This post is also the cover article in this week's newsletter for St. John's Episcopal Church, Decatur. To read the rest of the newsletter and learn about St. John's, click here.
Some people think that mainline church attendance is declining because most denominations have failed to keep up with changes in culture. They suppose that old-fashioned expressions of Christianity like Sunday-morning worship, traditional hymns, and sermons preached from a pulpit are not getting through to those who prefer their spirituality in on-demand sound bites that can be easily digested by smart-phone-holding, pajama-wearing individuals who prefer to encounter the sacred from the comfort of their living room. And, if the medium is not the reason why churches have failed to attract a contemporary audience, then the message must be. Who wants to hear some hypocrite talk about sin and redemption when the secret to a life well lived can be found in the latest post on Facebook or Pinterest? To them I say, “Fiddlesticks!”
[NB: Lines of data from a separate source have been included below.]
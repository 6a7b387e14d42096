//! Inbound observer contract.

use std::sync::Arc;

use crate::Client;

/// Receives inbound messages and connection lifecycle events.
///
/// Callbacks may arrive from arbitrary threads owned by the client
/// implementation and must not block.
pub trait MessageObserver: Send + Sync {
    /// One inbound message unit (a line including its trailing newline).
    fn received_message(&self, text: &str);

    /// A connection is up. May fire more than once across reconnects, each
    /// call supplying a fresh client handle.
    fn connection_started(&self, client: Arc<dyn Client>);

    /// The current connection ended.
    fn connection_closed(&self);
}
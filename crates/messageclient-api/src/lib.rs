//! Connection contracts for MessageClient
//!
//! Defines the two traits that bind the UI to a transport implementation:
//! [`Client`] (outbound messages and lifecycle, consumed by the UI) and
//! [`MessageObserver`] (inbound messages and connection events, implemented
//! by the UI). Transport implementations live elsewhere; this crate carries
//! only the contracts and their error type.

#![forbid(unsafe_code)]
#![deny(missing_docs)]

mod client;
mod error;
mod observer;

pub use client::{Client, SharedClient};
pub use error::ClientError;
pub use observer::MessageObserver;
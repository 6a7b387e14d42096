//! Client transports for MessageClient
//!
//! Concrete implementations of the [`messageclient_api::Client`] contract.
//! [`TcpClient`] speaks newline-delimited text over a socket; the
//! [`LoopbackClient`] echoes sends back in-process, standing in for a
//! remote peer when no server is available.
//!
//! Both run their I/O on spawned tasks and deliver inbound lines through
//! the registered [`messageclient_api::MessageObserver`], so callers never
//! block on the network.

#![forbid(unsafe_code)]
#![deny(missing_docs)]

mod loopback;
mod registration;
mod tcp;

pub use loopback::LoopbackClient;
pub use tcp::TcpClient;
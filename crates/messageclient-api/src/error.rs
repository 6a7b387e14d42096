//! Client error type.

use thiserror::Error;

/// Errors surfaced by [`crate::Client`] operations.
#[derive(Debug, Error)]
pub enum ClientError {
    /// Underlying transport I/O failed.
    #[error("I/O error: {0}")]
    Io(#[from] std::io::Error),

    /// The connection is gone; nothing more can be sent.
    #[error("connection closed")]
    Closed,
}
//! Probe-based index validation: ACTIVE in DescribeTable is trusted only
//! when a query against the index is actually served by the index.

mod common;

use std::sync::Arc;
use std::time::Duration;

use common::{FakeControlPlane, init_state, spec, throttling};
use dynogsi::{
    CapacitySource, IndexBuildStatus, IndexOutcome, IndexProbe, IndexStatus, ProviderError,
    Provisioner, RetryPolicy, SharedState, Validation, Validator,
};
use tempfile::tempdir;

#[tokio::test]
async fn a_probe_served_by_the_index_is_functional() {
    let index = spec("bookings", "status-index", "status");
    let fake = FakeControlPlane::with_tables(&["bookings"]);
    fake.put_index("bookings", "status-index", IndexBuildStatus::Active);

    let verdict = Validator::new(fake).validate(&index).await;
    assert_eq!(verdict, Validation::Functional { probed_items: 0 });
    assert!(verdict.is_functional());
}

#[tokio::test]
async fn base_table_capacity_means_the_index_did_not_serve() {
    let index = spec("bookings", "status-index", "status");
    let fake = FakeControlPlane::with_tables(&["bookings"]);
    fake.put_index("bookings", "status-index", IndexBuildStatus::Active);
    fake.queue_probe(
        "bookings",
        "status-index",
        Ok(IndexProbe {
            item_count: 0,
            capacity: CapacitySource::TableOnly,
        }),
    );

    match Validator::new(fake).validate(&index).await {
        Validation::NonFunctional { reason } => {
            assert!(reason.contains("base-table capacity"), "{reason}");
        }
        other => panic!("expected NonFunctional, got {other:?}"),
    }
}

#[tokio::test]
async fn unreported_capacity_is_not_proof_of_serving() {
    let index = spec("bookings", "status-index", "status");
    let fake = FakeControlPlane::with_tables(&["bookings"]);
    fake.put_index("bookings", "status-index", IndexBuildStatus::Active);
    fake.queue_probe(
        "bookings",
        "status-index",
        Ok(IndexProbe {
            item_count: 0,
            capacity: CapacitySource::Unreported,
        }),
    );

    assert!(matches!(
        Validator::new(fake).validate(&index).await,
        Validation::NonFunctional { .. }
    ));
}

#[tokio::test]
async fn a_missing_index_is_a_validation_error() {
    let index = spec("bookings", "status-index", "status");
    let fake = FakeControlPlane::with_tables(&["bookings"]);

    match Validator::new(fake).validate(&index).await {
        Validation::ValidationError { reason } => {
            assert!(reason.contains("not present"), "{reason}");
        }
        other => panic!("expected ValidationError, got {other:?}"),
    }
}

#[tokio::test]
async fn a_describe_failure_is_a_validation_error() {
    let index = spec("bookings", "status-index", "status");
    let fake = FakeControlPlane::with_tables(&["bookings"]);
    fake.put_index("bookings", "status-index", IndexBuildStatus::Active);
    fake.fail_describe("bookings", ProviderError::transport("connection refused"));

    assert!(matches!(
        Validator::new(fake).validate(&index).await,
        Validation::ValidationError { .. }
    ));
}

#[tokio::test]
async fn a_probe_query_failure_is_non_functional() {
    let index = spec("bookings", "status-index", "status");
    let fake = FakeControlPlane::with_tables(&["bookings"]);
    fake.put_index("bookings", "status-index", IndexBuildStatus::Active);
    fake.queue_probe("bookings", "status-index", Err(throttling()));

    match Validator::new(fake).validate(&index).await {
        Validation::NonFunctional { reason } => {
            assert!(reason.contains("probe query"), "{reason}");
        }
        other => panic!("expected NonFunctional, got {other:?}"),
    }
}

// ========== THROUGH THE PROVISIONER ==========

fn validating_provisioner(
    provider: Arc<FakeControlPlane>,
    state: SharedState,
    max_attempts: u32,
) -> Provisioner {
    Provisioner::new(provider, state, RetryPolicy::immediate(max_attempts))
        .with_poll_interval(Duration::ZERO)
        .with_validation(true)
}

#[tokio::test]
async fn a_persistently_non_functional_index_fails_the_record() {
    let dir = tempdir().unwrap();
    let index = spec("bookings", "status-index", "status");
    let fake = FakeControlPlane::with_tables(&["bookings"]);
    fake.put_index("bookings", "status-index", IndexBuildStatus::Active);
    for _ in 0..2 {
        fake.queue_probe(
            "bookings",
            "status-index",
            Ok(IndexProbe {
                item_count: 0,
                capacity: CapacitySource::TableOnly,
            }),
        );
    }
    let (_path, state) = init_state(&dir, std::slice::from_ref(&index));

    let provisioner = validating_provisioner(fake, state.clone(), 2);
    match provisioner.create_index(&index).await.unwrap() {
        IndexOutcome::Failed { report } => {
            assert_eq!(report.attempts, 2);
            assert!(
                report.last_error().unwrap().contains("not serving queries"),
                "{report:?}"
            );
        }
        IndexOutcome::Created { .. } => panic!("a non-serving index must not count as created"),
    }
    let record = state
        .with_store(|s| s.get("bookings", "status-index").cloned())
        .unwrap();
    assert_eq!(record.status, IndexStatus::Failed);
}

#[tokio::test]
async fn a_probe_that_recovers_on_retry_succeeds() {
    let dir = tempdir().unwrap();
    let index = spec("bookings", "status-index", "status");
    let fake = FakeControlPlane::with_tables(&["bookings"]);
    fake.put_index("bookings", "status-index", IndexBuildStatus::Active);
    // First probe says base table; the next one (unqueued) reports the index.
    fake.queue_probe(
        "bookings",
        "status-index",
        Ok(IndexProbe {
            item_count: 0,
            capacity: CapacitySource::TableOnly,
        }),
    );
    let (_path, state) = init_state(&dir, std::slice::from_ref(&index));

    let provisioner = validating_provisioner(fake, state.clone(), 5);
    match provisioner.create_index(&index).await.unwrap() {
        IndexOutcome::Created { attempts } => assert_eq!(attempts, 2),
        IndexOutcome::Failed { report } => panic!("unexpected failure: {report:?}"),
    }
    let record = state
        .with_store(|s| s.get("bookings", "status-index").cloned())
        .unwrap();
    assert_eq!(record.status, IndexStatus::Active);
    assert_eq!(record.retry_count, 1);
}
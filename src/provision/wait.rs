//! Poll a table until an index finishes building.

use std::time::Duration;

use tokio::time::sleep;
use tracing::debug;

use crate::errors::ProviderError;
use crate::provider::{ControlPlane, IndexBuildStatus};

/// What the index looked like when the wait ended.
#[derive(Debug, Clone, Copy, PartialEq, Eq)]
pub enum WaitOutcome {
    /// The index left the creating phase and serves traffic.
    Active,
    /// The index is being deleted.
    Deleting,
    /// The index is no longer present on the table.
    Gone,
}

/// Poll `describe_table` every `poll_interval` until `index_name` leaves the
/// CREATING state.
///
/// Backfill time is unbounded, so there is no overall deadline; an operator
/// interrupt plus `--resume` picks the wait back up.
pub async fn wait_for_index_active(
    provider: &dyn ControlPlane,
    table: &str,
    index_name: &str,
    poll_interval: Duration,
) -> Result<WaitOutcome, ProviderError> {
    loop {
        let snapshot = provider.describe_table(table).await?;
        match snapshot.index(index_name).map(|ix| ix.status) {
            Some(IndexBuildStatus::Creating) => {
                debug!(table, index = index_name, "index still building");
                sleep(poll_interval).await;
            }
            Some(IndexBuildStatus::Active)
            | Some(IndexBuildStatus::Updating)
            | Some(IndexBuildStatus::Other) => return Ok(WaitOutcome::Active),
            Some(IndexBuildStatus::Deleting) => return Ok(WaitOutcome::Deleting),
            None => return Ok(WaitOutcome::Gone),
        }
    }
}
//! Index provisioning: the per-index create engine.
//!
//! - `create` - create-one-index loop: pre-flight, submit, classify, retry
//! - `wait` - poll the table description until an index leaves CREATING

mod create;
mod wait;

pub use create::{IndexOutcome, Provisioner, merge_attribute_definitions};
pub use wait::{WaitOutcome, wait_for_index_active};
//! Create-one-index engine.
//!
//! One `create_index` call owns the full lifecycle of one index: pre-flight
//! describe, the UpdateTable submission, the build wait, the optional
//! serving probe, and the classify/back-off/retry loop around all of it.
//! Every attempt is reported to the state store before the loop sleeps, so
//! an interrupt at any point loses at most the attempt in flight.

use std::sync::Arc;
use std::time::Duration;

use chrono::Utc;
use tokio::time::sleep;
use tracing::{debug, error, info, warn};

use crate::errors::{Error, ProviderError};
use crate::plan::{IndexSpec, KeyAttribute};
use crate::provider::{ControlPlane, IndexBuildStatus};
use crate::report::{FailureReport, RetryAttempt};
use crate::retry::RetryPolicy;
use crate::state::{IndexStatus, SharedState};
use crate::validate::{Validation, Validator};

use super::wait::{WaitOutcome, wait_for_index_active};

/// Default pause between DescribeTable polls while an index builds.
const DEFAULT_POLL_INTERVAL: Duration = Duration::from_secs(20);

/// Final outcome of one [`Provisioner::create_index`] call.
#[derive(Debug)]
pub enum IndexOutcome {
    /// The index is on the table, created now or found already there.
    Created { attempts: u32 },
    /// The retry budget is exhausted and the record is `failed`.
    Failed { report: FailureReport },
}

/// Drives a single index to completion under a retry policy.
#[derive(Clone)]
pub struct Provisioner {
    provider: Arc<dyn ControlPlane>,
    state: SharedState,
    policy: RetryPolicy,
    poll_interval: Duration,
    wait_for_active: bool,
    validate_after_create: bool,
}

impl Provisioner {
    /// Defaults: wait for builds to finish, poll every 20s, no validation.
    pub fn new(provider: Arc<dyn ControlPlane>, state: SharedState, policy: RetryPolicy) -> Self {
        Provisioner {
            provider,
            state,
            policy,
            poll_interval: DEFAULT_POLL_INTERVAL,
            wait_for_active: true,
            validate_after_create: false,
        }
    }

    pub fn with_poll_interval(mut self, interval: Duration) -> Self {
        self.poll_interval = interval;
        self
    }

    /// Whether to block until a created index leaves CREATING.
    pub fn with_wait(mut self, wait: bool) -> Self {
        self.wait_for_active = wait;
        self
    }

    /// Whether to probe the index after creation before declaring success.
    pub fn with_validation(mut self, validate: bool) -> Self {
        self.validate_after_create = validate;
        self
    }

    /// Create one index, retrying per the policy and reporting every attempt
    /// to the state store.
    ///
    /// Provider failures are data here, folded into the returned
    /// [`IndexOutcome`]; `Err` is reserved for state-store failures, which
    /// void the crash-safety contract and must stop the run.
    pub async fn create_index(&self, spec: &IndexSpec) -> Result<IndexOutcome, Error> {
        let table = spec.table.as_str();
        let index = spec.index_name.as_str();
        self.state
            .update(table, index, IndexStatus::InProgress, 0, None)?;

        let mut history: Vec<RetryAttempt> = Vec::new();
        loop {
            match self.try_once(spec).await {
                Ok(()) => {
                    let retries = history.len() as u32;
                    self.state
                        .update(table, index, IndexStatus::Active, retries, None)?;
                    info!(table, index, retries, "index active");
                    return Ok(IndexOutcome::Created {
                        attempts: retries + 1,
                    });
                }
                Err(err) => {
                    let kind = err.kind();
                    let attempts = history.len() as u32 + 1;
                    let text = err.to_string();
                    warn!(
                        table,
                        index,
                        attempt = attempts,
                        kind = kind.map(|k| k.wire_name()).unwrap_or("unclassified"),
                        error = %text,
                        "create attempt failed"
                    );
                    history.push(RetryAttempt {
                        attempt: attempts,
                        at: Utc::now(),
                        error: text.clone(),
                        kind,
                    });
                    self.state
                        .update(table, index, IndexStatus::InProgress, attempts, Some(&text))?;

                    if !self.policy.should_retry(kind, attempts) {
                        self.state
                            .update(table, index, IndexStatus::Failed, attempts, Some(&text))?;
                        error!(table, index, attempts, "retry budget exhausted");
                        return Ok(IndexOutcome::Failed {
                            report: FailureReport::new(table, index, history),
                        });
                    }

                    let delay = self.policy.delay_for(kind, attempts - 1);
                    if !delay.is_zero() {
                        debug!(table, index, delay_secs = delay.as_secs(), "backing off");
                    }
                    sleep(delay).await;
                }
            }
        }
    }

    /// One attempt: pre-flight describe, create if absent, wait, validate.
    ///
    /// The pre-flight is what makes resumed runs converge: an index a
    /// previous interrupted run already started shows up here as CREATING or
    /// ACTIVE and is adopted instead of re-created.
    async fn try_once(&self, spec: &IndexSpec) -> Result<(), ProviderError> {
        let snapshot = self.provider.describe_table(&spec.table).await?;

        match snapshot.index(&spec.index_name).map(|ix| ix.status) {
            Some(IndexBuildStatus::Active)
            | Some(IndexBuildStatus::Updating)
            | Some(IndexBuildStatus::Other) => {
                debug!(
                    table = %spec.table,
                    index = %spec.index_name,
                    "index already present"
                );
            }
            Some(IndexBuildStatus::Creating) => {
                self.await_build(spec).await?;
            }
            Some(IndexBuildStatus::Deleting) => {
                return Err(ProviderError::service(
                    "ResourceInUseException",
                    format!(
                        "index '{}' on table '{}' is being deleted",
                        spec.index_name, spec.table
                    ),
                ));
            }
            None => {
                let definitions = merge_attribute_definitions(
                    &snapshot.attribute_definitions,
                    &spec.key_attributes(),
                );
                self.provider
                    .create_index(&spec.table, spec, &definitions)
                    .await?;
                info!(
                    table = %spec.table,
                    index = %spec.index_name,
                    "index creation accepted"
                );
                self.await_build(spec).await?;
            }
        }

        if self.validate_after_create {
            self.confirm_serving(spec).await?;
        }
        Ok(())
    }

    async fn await_build(&self, spec: &IndexSpec) -> Result<(), ProviderError> {
        if !self.wait_for_active {
            return Ok(());
        }
        match wait_for_index_active(
            self.provider.as_ref(),
            &spec.table,
            &spec.index_name,
            self.poll_interval,
        )
        .await?
        {
            WaitOutcome::Active => Ok(()),
            WaitOutcome::Deleting => Err(ProviderError::transport(format!(
                "index '{}' on table '{}' entered DELETING while building",
                spec.index_name, spec.table
            ))),
            WaitOutcome::Gone => Err(ProviderError::transport(format!(
                "index '{}' on table '{}' disappeared while building",
                spec.index_name, spec.table
            ))),
        }
    }

    async fn confirm_serving(&self, spec: &IndexSpec) -> Result<(), ProviderError> {
        let validator = Validator::new(Arc::clone(&self.provider));
        match validator.validate(spec).await {
            Validation::Functional { probed_items } => {
                debug!(
                    table = %spec.table,
                    index = %spec.index_name,
                    probed_items,
                    "index validated"
                );
                Ok(())
            }
            Validation::NonFunctional { reason } => Err(ProviderError::transport(format!(
                "index '{}' on table '{}' is not serving queries: {reason}",
                spec.index_name, spec.table
            ))),
            Validation::ValidationError { reason } => Err(ProviderError::transport(format!(
                "could not validate index '{}' on table '{}': {reason}",
                spec.index_name, spec.table
            ))),
        }
    }
}

/// Merge the table's declared attribute definitions with the ones an index
/// requires. The table's declaration wins on a name conflict; submitting the
/// merged list is what clears a duplicate-declaration ValidationException on
/// resubmit.
pub fn merge_attribute_definitions(
    existing: &[KeyAttribute],
    required: &[KeyAttribute],
) -> Vec<KeyAttribute> {
    let mut merged = existing.to_vec();
    for attr in required {
        if !merged.iter().any(|def| def.name == attr.name) {
            merged.push(attr.clone());
        }
    }
    merged
}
What time of year does church
attendance swell to its peak? More than at any other time, we pack the pews
during Lent—that season when we say and do some dreadfully old-fashioned
things. This is the season when we allow religious traditions to interfere with
our regularly scheduled programming by giving up chocolate or alcohol or
swearing. Lent is when we start each Sunday by reciting the Ten Commandments as
we kneel in penitence. Throughout these forty days, we hear over and over again
that we are sinners in need of redemption. In perhaps the least attractive way
imaginable, we smear ashes on our foreheads as a reminder that we are
mortal—that the clock is ticking, that all of us will die, that eventually our
bodies will become dust. And what is the response? More people come to church.
Why is that? Why is a world that
seeks solace in every death-defying measure imaginable attracted to an
institution that proclaims universal mortality in unabashed terms? Why does a
culture saturated with age-defying makeup, gray-hiding tints, wrinkle-smoothing
Botox, and hardly noticeable surgical scars rush to hear again the news that
one day this life will end? I believe that people come back to church during
Lent for the same reason that the church still has a pulse, and I believe that
the thing that attracts them at this time of year is also the key to the
church’s future: something worth believing in.
Yes, the institutional church is
facing some considerable challenges, and I give thanks to God for them. For too
long, the world received its religion by fiat or by presumption. Although a
lively faith has always been manifest within the particularly fervent, even the
spiritually anemic went to church because, until recently, everyone did. What
else was there to do on Sunday mornings? How else was one to climb the social
ladder? A society governed by the church gave us no other options. Nowadays,
however, those assumptions have faded, and the church is forced to grapple with
reality. Now preachers must compete with soccer tournaments and midmorning jogs
through the park and champagne brunches, and I, for one, welcome the challenge.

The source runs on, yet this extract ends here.